圖7 不同干燥方式對發芽青稞核黃素含量的影響Fig.7 Effect of different drying methods on the ribofla in content of germinated highland barley

2.3.5 對發芽青稞β-葡聚糖含量的影響

β-葡聚糖是青稞中主要活性物質之一，具有調節血糖濃度、降低血液中膽固醇水平、調節腸道菌群、增強機體免疫力等功能[31]。如圖8所示，冷凍干燥β-葡聚糖含量最高，為(4.90±0.16)%,說明冷凍干燥能夠有效的保護β-葡聚糖的活性。微波干燥β-葡聚糖含量較低，為(3.09±0.16)%，微波干燥特殊的熱輻射會加速β-葡聚糖的分解和向其他化合物的轉化[9]，多糖在富氧環境或在高溫條件下，也會使分子間氫鍵斷裂和羥基氧化，從而影響多糖的質量。

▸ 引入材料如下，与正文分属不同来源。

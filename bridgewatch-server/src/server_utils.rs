use anyhow::Result;
use std::net::SocketAddr;
use tokio::signal;
use tracing::info;

use bridgewatch_types::models::ServerConfig;

pub async fn create_listener(port: u16, server: &ServerConfig) -> Result<tokio::net::TcpListener> {
    let ip: std::net::IpAddr = server
        .bind_address
        .parse()
        .map_err(|e| anyhow::anyhow!("Invalid bind address '{}': {}", server.bind_address, e))?;
    let addr = SocketAddr::new(ip, port);
    let listener = tokio::net::TcpListener::bind(addr).await?;

    info!("🔌 Listening on {}", addr);
    Ok(listener)
}

#[allow(
    clippy::expect_used,
    reason = "Signal handlers are critical infrastructure, panic is appropriate on failure"
)]
pub async fn shutdown_signal() {
    let ctrl_c = async {
        signal::ctrl_c().await.expect("failed to install Ctrl+C handler");
    };

    #[cfg(unix)]
    let terminate = async {
        signal::unix::signal(signal::unix::SignalKind::terminate())
            .expect("failed to install SIGTERM handler")
            .recv()
            .await;
    };

    #[cfg(not(unix))]
    let terminate = std::future::pending::<()>();

    tokio::select! {
        () = ctrl_c => info!("🛑 Received Ctrl+C, initiating graceful shutdown..."),
        () = terminate => info!("🛑 Received SIGTERM, initiating graceful shutdown..."),
    }
}
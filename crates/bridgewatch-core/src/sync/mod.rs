//! Freshness path: registry → shared bridge session → account cache.

mod cycle;
mod scheduler;

#[cfg(test)]
mod tests;

pub use cycle::SessionCycleRunner;
pub use scheduler::{CycleOutcome, RefreshScheduler, SyncTrigger};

經熱風干燥后的發芽青稞β-葡聚糖含量為(2.98±0.12)%，這可能是因為多糖分子在高溫條件下，特別是在濕熱的空氣中，容易聚集，從而破壞了多糖的結構[32]。

圖8 干燥方式對發芽青稞β-葡聚糖含量的影響Fig.8 Effect of drying methods on the-glucan content of germinated highland barley

2.4 不同干燥方式下發芽青稞的加權綜合評分

以發芽青稞的色澤、收縮率、復水率、硬度、γ-氨基丁酸、多酚、黃酮、核黃素、β-葡聚糖為指標，運用變異系數法求出了各項的平均值、標準差、變異系數和權重，結果如表2所示，干燥方式對收縮率、色澤、γ-氨基丁酸、β-葡聚糖影響比較大。

表2 不同干燥方式下發芽青稞各指標的權重Table 2 Proportions of indicators of germinated highland barley subjected to different drying methods

將5種干燥方式所得的11項指標進行標準化，將標準化值與各指標的權重相乘得到綜合評分，由表3可知，發芽青稞產品品質的高低順序為：冷凍干燥>熱泵干燥>真空干燥>熱風干燥>微波干燥。

表3 發芽青稞的品質評價Table 3 Quality e aluation of germinated highland barley

3 結論

通過研究發現，干燥方式對發芽青稞的品質有著顯著的影響。冷凍干燥有著相對最小的收縮率、最高的復水率和功能性成分含量，同時還保留了完整的細胞結構，但是冷凍干燥的成本較高，難以適用于實際生產。微波干燥保持了較低的收縮率和硬度，還有最高的復水率和多酚含量，但是微波干燥減少了其他成分的含量，破壞了青稞細胞的完整結構。熱風干燥、熱泵干燥和真空干燥有著較高的收縮率、硬度,更為致密的微觀結構和較低的復水率，同時它能較好地保持生物活性成分。綜合評分表明，熱泵干燥既能較好地保留青稞的化學成分，又能減少對青稞物料的破壞，具有較好的應用價值。